More on FEMA’s wrecked modular homes

On Sunday Ipostedabout an inspector general’s report that found FEMA “left modular homes intended for Hurricane Katrina evacuees exposed to the elements while being stored in Arkansas, rendering up to $4 million worth of units uninhabitable.”

The report had been delivered on Oct. 18 but of course wasn’t released to the public until the day after the election.

One thing which Ifound in the report is that FEMA logistics officials were hoping to send the questionable batch of units to Guam and also use in the US which the IG report clearly stated should not be done. The report recommended that FEMA should “inventory and determine the extent of damage to all modular home units currently in stock” and “formally write-off all modular home units that are beyond economical repair.” While FEMA officials concurred with those recommendations they said they could not determine total loss until they construct and inspect the homes.

It seems to be questionable and costly that all the homes would need to be constructed to determine this. Though the following CNN report on the damaged units which aired last night did not address this aspect of the report you can see Rick Sanchez found the damaged units quite easily. I suppose you could argue what is “total loss” or perhaps FEMA has given up on the idea but why do I suspect not…

3 thoughts on “More on FEMA’s wrecked modular homes

  1. Hi Scout,
    Did I mis-hear the video or did they say that the un-damaged modulars would be used in Baton Rouge. Now I’m no geography wiz, but where is the beach in Baton Rouge?
    About your posts on the highly questionable Levee reconstruction, I was thinking of you and wondering if the below may be a useable point of comparison for NOLA.
    Here in Missouri we had the Taum Sauk Reservoir (you can google news for the details). The wikipedia article is pretty good although it is internally contradictory on the reason for the failure (the power company wanted to say that it was built by the best practices and that the problem is that it was overtopped. However, later investigations revealed that it had a layer of rocks that were totally unsuitable for building a berm. For comparison, the pictures you posted of NOLA *ahem* “?levees?” don’t show inappropriate materials – they show no materials at all
    Fortunately is was only a measly billion gallons (versus the volume of Lake Ponchatrain aka the Atlantic Ocean). But the catastrophic blow-out of Taum Sauk did a horrific amount of damage.

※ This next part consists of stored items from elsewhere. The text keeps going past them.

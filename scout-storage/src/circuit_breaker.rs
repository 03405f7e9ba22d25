//! Generic circuit breaker for fail-fast protection.
//!
//! Wraps any async operation; used standalone or around pool acquisition to
//! stop hammering a failing engine. Rejections consume no retry budget:
//! callers get [`ScoutError::CircuitOpen`] immediately with the remaining
//! wait time.

use parking_lot::Mutex;
use scout_core::{Result, ScoutError};
use serde::{Deserialize, Serialize};
use std::future::Future;
use std::time::{Duration, Instant};
use tokio::time::timeout;
use tracing::{debug, info, warn};

/// Breaker states. The machine cycles for the component's lifetime; there
/// is no terminal state.
#[derive(Debug, Clone, Copy, PartialEq, Eq, Serialize, Deserialize)]
#[serde(rename_all = "kebab-case")]
pub enum BreakerState {
    /// Normal operation.
    Closed,
    /// Fail-fast: every call is rejected until the recovery timeout passes.
    Open,
    /// Trial recovery: successes accumulate toward closing; one failure
    /// re-opens.
    HalfOpen,
}

/// Circuit breaker tuning.
#[derive(Debug, Clone, Serialize, Deserialize)]
pub struct CircuitBreakerConfig {
    /// Failures while closed before the breaker opens.
    pub failure_threshold: u32,
    /// Successes within the monitoring period required to close from
    /// half-open.
    pub success_threshold: usize,
    /// How long the breaker stays open before allowing a trial call.
    pub recovery_timeout: Duration,
    /// Window over which half-open successes are counted.
    pub monitoring_period: Duration,
    /// Optional deadline raced against the wrapped operation. A timeout is
    /// treated exactly like an operation failure.
    pub operation_timeout: Option<Duration>,
}

impl Default for CircuitBreakerConfig {
    fn default() -> Self {
        Self {
            failure_threshold: 5,
            success_threshold: 3,
            recovery_timeout: Duration::from_secs(30),
            monitoring_period: Duration::from_secs(60),
            operation_timeout: None,
        }
    }
}

#[derive(Debug)]
struct BreakerInner {
    state: BreakerState,
    failure_count: u32,
    success_count: u64,
    total_requests: u64,
    last_failure: Option<Instant>,
    last_success: Option<Instant>,
    state_changes: u64,
    /// Timestamps of successes observed while half-open, pruned to the
    /// monitoring period.
    success_history: Vec<Instant>,
}

impl BreakerInner {
    fn new() -> Self {
        Self {
            state: BreakerState::Closed,
            failure_count: 0,
            success_count: 0,
            total_requests: 0,
            last_failure: None,
            last_success: None,
            state_changes: 0,
            success_history: Vec::new(),
        }
    }
}

/// Point-in-time breaker statistics.
#[derive(Debug, Clone, Serialize, Deserialize)]
pub struct BreakerStats {
    pub state: BreakerState,
    pub failure_count: u32,
    pub success_count: u64,
    pub total_requests: u64,
    /// `failure_count / total_requests * 100`.
    pub failure_rate: f64,
    pub state_changes: u64,
    pub uptime_ms: u64,
}

type StateObserver = Box<dyn Fn(BreakerState, BreakerState) + Send + Sync>;

/// Protective state machine around a fallible operation.
pub struct CircuitBreaker {
    config: CircuitBreakerConfig,
    inner: Mutex<BreakerInner>,
    observers: Mutex<Vec<StateObserver>>,
    started_at: Instant,
}

impl CircuitBreaker {
    pub fn new(config: CircuitBreakerConfig) -> Self {
        Self {
            config,
            inner: Mutex::new(BreakerInner::new()),
            observers: Mutex::new(Vec::new()),
            started_at: Instant::now(),
        }
    }

    /// Run `operation` under breaker protection.
    ///
    /// While open, the operation is never polled: the call fails with
    /// [`ScoutError::CircuitOpen`] carrying the remaining recovery wait.
    /// Once the recovery timeout has elapsed since the last failure the
    /// breaker moves to half-open and lets the call through as a trial.
    pub async fn execute<F, T>(&self, operation: F) -> Result<T>
    where
        F: Future<Output = Result<T>>,
    {
        let transition = {
            let mut inner = self.inner.lock();
            inner.total_requests += 1;

            if inner.state == BreakerState::Open {
                let since_failure = inner
                    .last_failure
                    .map(|at| at.elapsed())
                    .unwrap_or(self.config.recovery_timeout + Duration::from_millis(1));
                if since_failure > self.config.recovery_timeout {
                    Some(self.transition(&mut inner, BreakerState::HalfOpen))
                } else {
                    let remaining = self.config.recovery_timeout - since_failure;
                    return Err(ScoutError::CircuitOpen {
                        retry_after_ms: remaining.as_millis() as u64,
                    });
                }
            } else {
                None
            }
        };
        self.notify(transition);

        let result = match self.config.operation_timeout {
            Some(deadline) => match timeout(deadline, operation).await {
                Ok(result) => result,
                Err(_) => Err(ScoutError::timeout(format!(
                    "operation exceeded {}ms",
                    deadline.as_millis()
                ))),
            },
            None => operation.await,
        };

        match result {
            Ok(value) => {
                self.on_success();
                Ok(value)
            }
            Err(e) => {
                self.on_failure();
                Err(e)
            }
        }
    }

    fn on_success(&self) {
        let transition = {
            let mut inner = self.inner.lock();
            inner.success_count += 1;
            inner.last_success = Some(Instant::now());

            if inner.state == BreakerState::HalfOpen {
                let now = Instant::now();
                inner.success_history.push(now);
                let window = self.config.monitoring_period;
                inner
                    .success_history
                    .retain(|at| now.duration_since(*at) <= window);

                if inner.success_history.len() >= self.config.success_threshold {
                    inner.failure_count = 0;
                    inner.success_history.clear();
                    Some(self.transition(&mut inner, BreakerState::Closed))
                } else {
                    debug!(
                        successes = inner.success_history.len(),
                        needed = self.config.success_threshold,
                        "half-open trial success"
                    );
                    None
                }
            } else {
                None
            }
        };
        self.notify(transition);
    }

    fn on_failure(&self) {
        let transition = {
            let mut inner = self.inner.lock();
            inner.failure_count += 1;
            inner.last_failure = Some(Instant::now());

            match inner.state {
                BreakerState::Closed if inner.failure_count >= self.config.failure_threshold => {
                    warn!(failures = inner.failure_count, "circuit breaker opened");
                    Some(self.transition(&mut inner, BreakerState::Open))
                }
                // A single failure during trial recovery re-opens.
                BreakerState::HalfOpen => {
                    warn!("trial call failed; circuit breaker re-opened");
                    inner.success_history.clear();
                    Some(self.transition(&mut inner, BreakerState::Open))
                }
                _ => None,
            }
        };
        self.notify(transition);
    }

    fn transition(
        &self,
        inner: &mut BreakerInner,
        to: BreakerState,
    ) -> (BreakerState, BreakerState) {
        let from = inner.state;
        inner.state = to;
        inner.state_changes += 1;
        info!(?from, ?to, "circuit breaker state change");
        (from, to)
    }

    /// Fan out a state change to subscribers, in registration order,
    /// outside the state lock.
    fn notify(&self, transition: Option<(BreakerState, BreakerState)>) {
        if let Some((from, to)) = transition {
            for observer in self.observers.lock().iter() {
                observer(from, to);
            }
        }
    }

    /// Register a state-change observer. Observers are invoked
    /// synchronously during the transition, in the order they were
    /// registered.
    pub fn subscribe(&self, observer: impl Fn(BreakerState, BreakerState) + Send + Sync + 'static) {
        self.observers.lock().push(Box::new(observer));
    }

    /// Force closed and clear all counters.
    pub fn reset(&self) {
        let transition = {
            let mut inner = self.inner.lock();
            let from = inner.state;
            *inner = BreakerInner::new();
            if from != BreakerState::Closed {
                inner.state_changes = 1;
                info!(?from, "circuit breaker reset to closed");
                Some((from, BreakerState::Closed))
            } else {
                None
            }
        };
        self.notify(transition);
    }

    /// Force open (maintenance, load shedding).
    pub fn force_open(&self) {
        let transition = {
            let mut inner = self.inner.lock();
            inner.last_failure = Some(Instant::now());
            if inner.state != BreakerState::Open {
                Some(self.transition(&mut inner, BreakerState::Open))
            } else {
                None
            }
        };
        self.notify(transition);
    }

    pub fn state(&self) -> BreakerState {
        self.inner.lock().state
    }

    pub fn stats(&self) -> BreakerStats {
        let inner = self.inner.lock();
        let failure_rate = if inner.total_requests > 0 {
            inner.failure_count as f64 / inner.total_requests as f64 * 100.0
        } else {
            0.0
        };
        BreakerStats {
            state: inner.state,
            failure_count: inner.failure_count,
            success_count: inner.success_count,
            total_requests: inner.total_requests,
            failure_rate,
            state_changes: inner.state_changes,
            uptime_ms: self.started_at.elapsed().as_millis() as u64,
        }
    }
}

impl Default for CircuitBreaker {
    fn default() -> Self {
        Self::new(CircuitBreakerConfig::default())
    }
}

  2. That’s very interesting MapleStreet.
    It was a private company that owned this correct?

  3. The Taum Sauk is really quite interesting. It is built / owned / operated by the Ameren UE which is the power company (Their web page for how they are getting things back to normal at
    What they did was look at energy that is wasted at night when no one is buying it. So they built a reservoir at the top of a mountain (note that Taum Sauk montain is actually a nearby mountain and not where the reservoir is) At night they would pump water up to the reservoir and then when demand is high, they would use the reservoir to generate hydroelectricity.
    Well, water flows downhill. The reservoir is high enough that when it broke, the flood of water had a terrible amount of energy.
    As I mentioned, the early story was that the reservoir flowed over the top because of a busted gauge (still not good, but not as bad as what was later found out – namely that while the original construction used the layers it was supposed to, there is good evidence that the materials used in those layers was inappropriate – and that the failure was caused by water which came through the dam (Think little Dutch boy – although the leaks wouldn’t be more diffuse so you couldn’t plug with a finger). As the leak comes through, it weakens the surrounding dam and recruits bigger and bigger failure. So unless you’re keeping a very close watch on the dam, it appears almost as a sudden, without warning, catastrophic failure.
    So I compare this to NOLA where they’re apparently not even going to put in the proper layers and leave the levee with deep furrows. Not even a good idea if we assume that it never rains on the coast.